▶ _WHAT THIS TASK INVOLVES_: Set down word for word each line from the start of the listing through the line that contains "use painel_db::models::chamado::CreateChamado;", both included.

::::

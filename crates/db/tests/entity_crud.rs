//! Integration tests for the repository layer against a real database:
//! - Create / list ordering for every entity
//! - Cascade delete behaviour
//! - Unique and foreign-key constraint violations
//! - Transaction rollback on failure

use painel_db::models::chamado::CreateChamado;
use painel_db::models::projeto::CreateProjeto;
use painel_db::repositories::{
    AndamentoRepo, ChamadoRepo, ObservacaoRepo, PdtiAcaoRepo, ProjetoRepo,
};
use sqlx::PgPool;

// ---------------------------------------------------------------------------
// Helpers
// ---------------------------------------------------------------------------

fn new_projeto(nome: &str) -> CreateProjeto {
    serde_json::from_value(serde_json::json!({
        "nome": nome,
        "tipo": "Sistema",
        "coordenacao": "CODES",
        "status": "Em andamento",
    }))
    .unwrap()
}

fn new_chamado(numero: &str) -> CreateChamado {
    serde_json::from_value(serde_json::json!({
        "numero_chamado": numero,
        "projeto": "SIGFAT",
        "status": "Aberto",
    }))
    .unwrap()
}

fn db_error_code(err: &sqlx::Error) -> Option<String> {
    match err {
        sqlx::Error::Database(db_err) => db_err.code().map(|c| c.into_owned()),
        _ => None,
    }
}

// ---------------------------------------------------------------------------
// Projetos
// ---------------------------------------------------------------------------

#[sqlx::test(migrations = "../../db/migrations")]
async fn test_projetos_listed_newest_first(pool: PgPool) {
    let mut conn = pool.acquire().await.unwrap();
    let mut ids = Vec::new();
    for nome in ["P1", "P2", "P3"] {
        ids.push(ProjetoRepo::create(&mut conn, &new_projeto(nome)).await.unwrap().id);
    }

    let listed: Vec<i64> = ProjetoRepo::list(&pool)
        .await
        .unwrap()
        .into_iter()
        .map(|p| p.id)
        .collect();
    ids.reverse();
    assert_eq!(listed, ids);
}

#[sqlx::test(migrations = "../../db/migrations")]
async fn test_projeto_orcamento_round_trips_numeric(pool: PgPool) {
    let mut conn = pool.acquire().await.unwrap();
    let mut input = new_projeto("Orçado");
    input.orcamento = Some(1234.56);

    let created = ProjetoRepo::create(&mut conn, &input).await.unwrap();
    assert_eq!(created.orcamento, Some(1234.56));
    assert!(!created.internalizacao);
}

#[sqlx::test(migrations = "../../db/migrations")]
async fn test_delete_projeto_cascades_andamentos(pool: PgPool) {
    let mut conn = pool.acquire().await.unwrap();
    let projeto = ProjetoRepo::create(&mut conn, &new_projeto("Cascata")).await.unwrap();
    let other = ProjetoRepo::create(&mut conn, &new_projeto("Outro")).await.unwrap();

    AndamentoRepo::create(&mut conn, projeto.id, "Kickoff", None).await.unwrap();
    AndamentoRepo::create(&mut conn, projeto.id, "Sprint 1", None).await.unwrap();
    AndamentoRepo::create(&mut conn, other.id, "Intacto", None).await.unwrap();

    assert!(ProjetoRepo::delete(&mut conn, projeto.id).await.unwrap());

    let (orphans,): (i64,) =
        sqlx::query_as("SELECT COUNT(*) FROM andamentos WHERE projeto_id = $1")
            .bind(projeto.id)
            .fetch_one(&pool)
            .await
            .unwrap();
    assert_eq!(orphans, 0);
    assert_eq!(
        AndamentoRepo::list_by_projeto(&pool, other.id).await.unwrap().len(),
        1
    );
}

#[sqlx::test(migrations = "../../db/migrations")]
async fn test_delete_missing_projeto_returns_false(pool: PgPool) {
    let mut conn = pool.acquire().await.unwrap();
    assert!(!ProjetoRepo::delete(&mut conn, 999_999).await.unwrap());
}

#[sqlx::test(migrations = "../../db/migrations")]
async fn test_failed_transaction_rolls_back(pool: PgPool) {
    {
        let mut tx = pool.begin().await.unwrap();
        ProjetoRepo::create(&mut tx, &new_projeto("Descartado")).await.unwrap();
        let err = AndamentoRepo::create(&mut tx, 999_999, "órfão", None)
            .await
            .unwrap_err();
        assert_eq!(db_error_code(&err).as_deref(), Some("23503"));
        // Dropped without commit.
    }
    assert!(ProjetoRepo::list(&pool).await.unwrap().is_empty());
}

// ---------------------------------------------------------------------------
// Andamentos
// ---------------------------------------------------------------------------

#[sqlx::test(migrations = "../../db/migrations")]
async fn test_andamento_for_missing_projeto_violates_fk(pool: PgPool) {
    let mut conn = pool.acquire().await.unwrap();
    let err = AndamentoRepo::create(&mut conn, 424_242, "Sem pai", None)
        .await
        .unwrap_err();
    assert_eq!(db_error_code(&err).as_deref(), Some("23503"));
}

#[sqlx::test(migrations = "../../db/migrations")]
async fn test_andamentos_listed_by_descending_data(pool: PgPool) {
    let mut conn = pool.acquire().await.unwrap();
    let projeto = ProjetoRepo::create(&mut conn, &new_projeto("Linha do tempo")).await.unwrap();

    let at = |d: u32| {
        chrono::NaiveDate::from_ymd_opt(2025, 1, d)
            .and_then(|d| d.and_hms_opt(12, 0, 0))
    };
    AndamentoRepo::create(&mut conn, projeto.id, "meio", at(15)).await.unwrap();
    AndamentoRepo::create(&mut conn, projeto.id, "início", at(1)).await.unwrap();
    AndamentoRepo::create(&mut conn, projeto.id, "fim", at(31)).await.unwrap();

    let descricoes: Vec<String> = AndamentoRepo::list_by_projeto(&pool, projeto.id)
        .await
        .unwrap()
        .into_iter()
        .map(|a| a.descricao)
        .collect();
    assert_eq!(descricoes, ["fim", "meio", "início"]);
}

// ---------------------------------------------------------------------------
// PDTI
// ---------------------------------------------------------------------------

#[sqlx::test(migrations = "../../db/migrations")]
async fn test_pdti_duplicate_id_violates_pk(pool: PgPool) {
    let mut conn = pool.acquire().await.unwrap();
    let acao = painel_db::models::pdti_acao::PdtiAcao {
        id: "AC.SDF.01".to_string(),
        descricao: "CNES".to_string(),
        situacao: "Não iniciada".to_string(),
        tipo: "SDF".to_string(),
        data_conclusao: None,
    };
    PdtiAcaoRepo::insert(&mut conn, &acao).await.unwrap();
    let err = PdtiAcaoRepo::insert(&mut conn, &acao).await.unwrap_err();
    assert_eq!(db_error_code(&err).as_deref(), Some("23505"));
}

// ---------------------------------------------------------------------------
// Sustentação
// ---------------------------------------------------------------------------

#[sqlx::test(migrations = "../../db/migrations")]
async fn test_duplicate_numero_chamado_violates_unique(pool: PgPool) {
    let mut conn = pool.acquire().await.unwrap();
    ChamadoRepo::create(&mut conn, "INC-001", &new_chamado("INC-001"))
        .await
        .unwrap();
    let err = ChamadoRepo::create(&mut conn, "INC-001", &new_chamado("INC-001"))
        .await
        .unwrap_err();
    assert_eq!(db_error_code(&err).as_deref(), Some("23505"));
}

#[sqlx::test(migrations = "../../db/migrations")]
async fn test_delete_chamado_cascades_observacoes(pool: PgPool) {
    let mut conn = pool.acquire().await.unwrap();
    ChamadoRepo::create(&mut conn, "INC-010", &new_chamado("INC-010"))
        .await
        .unwrap();
    ObservacaoRepo::create(&mut conn, "INC-010", "Primeira").await.unwrap();
    ObservacaoRepo::create(&mut conn, "INC-010", "Segunda").await.unwrap();

    assert!(ChamadoRepo::exists(&pool, "INC-010").await.unwrap());
    assert!(ChamadoRepo::delete_by_numero(&mut conn, "INC-010").await.unwrap());
    assert!(!ChamadoRepo::exists(&pool, "INC-010").await.unwrap());
    assert!(ObservacaoRepo::list_by_chamado(&pool, "INC-010")
        .await
        .unwrap()
        .is_empty());
}

#[sqlx::test(migrations = "../../db/migrations")]
async fn test_blank_observacao_rejected_by_schema(pool: PgPool) {
    let mut conn = pool.acquire().await.unwrap();
    ChamadoRepo::create(&mut conn, "INC-020", &new_chamado("INC-020"))
        .await
        .unwrap();
    let err = ObservacaoRepo::create(&mut conn, "INC-020", "   ")
        .await
        .unwrap_err();
    assert_eq!(db_error_code(&err).as_deref(), Some("23514"));
}

#[sqlx::test(migrations = "../../db/migrations")]
async fn test_save_chamado_refreshes_atualizado_em(pool: PgPool) {
    let mut conn = pool.acquire().await.unwrap();
    let mut chamado = ChamadoRepo::create(&mut conn, "INC-030", &new_chamado("INC-030"))
        .await
        .unwrap();
    let criado_em = chamado.criado_em;

    chamado.status = Some("Resolvido".to_string());
    let saved = ChamadoRepo::save(&mut conn, &chamado).await.unwrap();

    assert_eq!(saved.status.as_deref(), Some("Resolvido"));
    assert_eq!(saved.criado_em, criado_em);
    assert!(saved.atualizado_em >= chamado.atualizado_em);
}
//! Progress entry (andamento) model and DTOs.

use painel_core::coercion::de as coerce;
use painel_core::types::{DbId, LocalTimestamp};
use serde::{Deserialize, Serialize};
use sqlx::FromRow;

/// A row from the `andamentos` table. Always owned by one project.
#[derive(Debug, Clone, FromRow, Serialize)]
pub struct Andamento {
    pub id: DbId,
    pub projeto_id: DbId,
    pub data: LocalTimestamp,
    pub descricao: String,
}

/// DTO for creating a progress entry under `/projetos/{id}/andamentos`.
///
/// The owning project always comes from the path; any `projeto_id` in the
/// body is ignored.
#[derive(Debug, Clone, Deserialize)]
pub struct CreateAndamento {
    pub descricao: Option<String>,
    /// Falls back to the insertion time when absent or unparsable.
    #[serde(default, deserialize_with = "coerce::datetime")]
    pub data: Option<LocalTimestamp>,
}

/// Only the description of an entry is mutable.
#[derive(Debug, Clone, Deserialize)]
pub struct UpdateAndamento {
    pub descricao: Option<String>,
}
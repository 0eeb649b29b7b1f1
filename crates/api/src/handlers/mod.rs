pub mod andamento;
pub mod observacao;
pub mod pdti;
pub mod projeto;
pub mod sustentacao;
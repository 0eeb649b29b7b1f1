//! Painel API server library.
//!
//! Exposes the building blocks (config, state, error handling, routes) so
//! integration tests and the binary entrypoint share the same router.

pub mod config;
pub mod error;
pub mod extract;
pub mod handlers;
pub mod response;
pub mod router;
pub mod routes;
pub mod state;
//! Project entity model and DTOs.

use chrono::NaiveDate;
use painel_core::coercion::de as coerce;
use painel_core::error::CoreError;
use painel_core::patch::{apply, apply_required, deserialize_some};
use painel_core::projeto::validate_progresso;
use painel_core::types::DbId;
use serde::{Deserialize, Serialize};
use sqlx::FromRow;

/// A project row from the `projetos` table.
#[derive(Debug, Clone, PartialEq, FromRow, Serialize)]
pub struct Projeto {
    pub id: DbId,
    pub nome: String,
    pub tipo: String,
    pub coordenacao: String,
    pub status: String,
    pub descricao: Option<String>,
    pub inicio: Option<NaiveDate>,
    pub fim: Option<NaiveDate>,
    pub prioridade: Option<String>,
    pub progresso: Option<i32>,
    #[serde(rename = "totalSprints")]
    pub total_sprints: Option<i32>,
    #[serde(rename = "sprintsConcluidas")]
    pub sprints_concluidas: Option<i32>,
    pub responsavel: Option<String>,
    pub orcamento: Option<f64>,
    /// Comma-separated member names, stored verbatim.
    pub equipe: Option<String>,
    pub rag: Option<String>,
    pub riscos: Option<String>,
    pub qualidade: Option<i32>,
    pub internalizacao: bool,
}

/// DTO for creating a new project. Unknown keys are ignored.
#[derive(Debug, Clone, Deserialize)]
pub struct CreateProjeto {
    pub nome: String,
    pub tipo: String,
    pub coordenacao: String,
    pub status: String,
    pub descricao: Option<String>,
    #[serde(default, deserialize_with = "coerce::date")]
    pub inicio: Option<NaiveDate>,
    #[serde(default, deserialize_with = "coerce::date")]
    pub fim: Option<NaiveDate>,
    pub prioridade: Option<String>,
    #[serde(default, deserialize_with = "coerce::int")]
    pub progresso: Option<i32>,
    #[serde(
        default,
        rename = "totalSprints",
        alias = "total_sprints",
        deserialize_with = "coerce::int"
    )]
    pub total_sprints: Option<i32>,
    #[serde(
        default,
        rename = "sprintsConcluidas",
        alias = "sprints_concluidas",
        deserialize_with = "coerce::int"
    )]
    pub sprints_concluidas: Option<i32>,
    pub responsavel: Option<String>,
    #[serde(default, deserialize_with = "coerce::decimal")]
    pub orcamento: Option<f64>,
    pub equipe: Option<String>,
    pub rag: Option<String>,
    pub riscos: Option<String>,
    #[serde(default, deserialize_with = "coerce::int")]
    pub qualidade: Option<i32>,
    /// Defaults to `false`; accepts booleans, numbers and truthy tokens.
    #[serde(default, deserialize_with = "coerce::boolean")]
    pub internalizacao: bool,
}

impl CreateProjeto {
    pub fn validate(&self) -> Result<(), CoreError> {
        validate_progresso(self.progresso)
    }
}

/// DTO for partially updating a project.
///
/// An absent key leaves the column untouched; a present key (even `null`)
/// overwrites it. `null` on a required column is rejected.
#[derive(Debug, Clone, Default, Deserialize)]
pub struct UpdateProjeto {
    #[serde(default, deserialize_with = "deserialize_some")]
    pub nome: Option<Option<String>>,
    #[serde(default, deserialize_with = "deserialize_some")]
    pub tipo: Option<Option<String>>,
    #[serde(default, deserialize_with = "deserialize_some")]
    pub coordenacao: Option<Option<String>>,
    #[serde(default, deserialize_with = "deserialize_some")]
    pub status: Option<Option<String>>,
    #[serde(default, deserialize_with = "deserialize_some")]
    pub descricao: Option<Option<String>>,
    #[serde(default, deserialize_with = "coerce::patch_date")]
    pub inicio: Option<Option<NaiveDate>>,
    #[serde(default, deserialize_with = "coerce::patch_date")]
    pub fim: Option<Option<NaiveDate>>,
    #[serde(default, deserialize_with = "deserialize_some")]
    pub prioridade: Option<Option<String>>,
    #[serde(default, deserialize_with = "coerce::patch_int")]
    pub progresso: Option<Option<i32>>,
    #[serde(
        default,
        rename = "totalSprints",
        alias = "total_sprints",
        deserialize_with = "coerce::patch_int"
    )]
    pub total_sprints: Option<Option<i32>>,
    #[serde(
        default,
        rename = "sprintsConcluidas",
        alias = "sprints_concluidas",
        deserialize_with = "coerce::patch_int"
    )]
    pub sprints_concluidas: Option<Option<i32>>,
    #[serde(default, deserialize_with = "deserialize_some")]
    pub responsavel: Option<Option<String>>,
    #[serde(default, deserialize_with = "coerce::patch_decimal")]
    pub orcamento: Option<Option<f64>>,
    #[serde(default, deserialize_with = "deserialize_some")]
    pub equipe: Option<Option<String>>,
    #[serde(default, deserialize_with = "deserialize_some")]
    pub rag: Option<Option<String>>,
    #[serde(default, deserialize_with = "deserialize_some")]
    pub riscos: Option<Option<String>>,
    #[serde(default, deserialize_with = "coerce::patch_int")]
    pub qualidade: Option<Option<i32>>,
    #[serde(default, deserialize_with = "coerce::patch_boolean")]
    pub internalizacao: Option<bool>,
}

impl UpdateProjeto {
    /// Apply the present fields onto `projeto`, then re-validate it.
    pub fn apply_to(&self, projeto: &mut Projeto) -> Result<(), CoreError> {
        apply_required(&mut projeto.nome, &self.nome, "nome")?;
        apply_required(&mut projeto.tipo, &self.tipo, "tipo")?;
        apply_required(&mut projeto.coordenacao, &self.coordenacao, "coordenacao")?;
        apply_required(&mut projeto.status, &self.status, "status")?;

        apply(&mut projeto.descricao, &self.descricao);
        apply(&mut projeto.inicio, &self.inicio);
        apply(&mut projeto.fim, &self.fim);
        apply(&mut projeto.prioridade, &self.prioridade);
        apply(&mut projeto.progresso, &self.progresso);
        apply(&mut projeto.total_sprints, &self.total_sprints);
        apply(&mut projeto.sprints_concluidas, &self.sprints_concluidas);
        apply(&mut projeto.responsavel, &self.responsavel);
        apply(&mut projeto.orcamento, &self.orcamento);
        apply(&mut projeto.equipe, &self.equipe);
        apply(&mut projeto.rag, &self.rag);
        apply(&mut projeto.riscos, &self.riscos);
        apply(&mut projeto.qualidade, &self.qualidade);
        apply(&mut projeto.internalizacao, &self.internalizacao);

        validate_progresso(projeto.progresso)
    }
}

::::

▶ _ANSWER_:
filename crates/db/tests/entity_crud.rs
//! Integration tests for the repository layer against a real database:
//! - Create / list ordering for every entity
//! - Cascade delete behaviour
//! - Unique and foreign-key constraint violations
//! - Transaction rollback on failure

use painel_db::models::chamado::CreateChamado;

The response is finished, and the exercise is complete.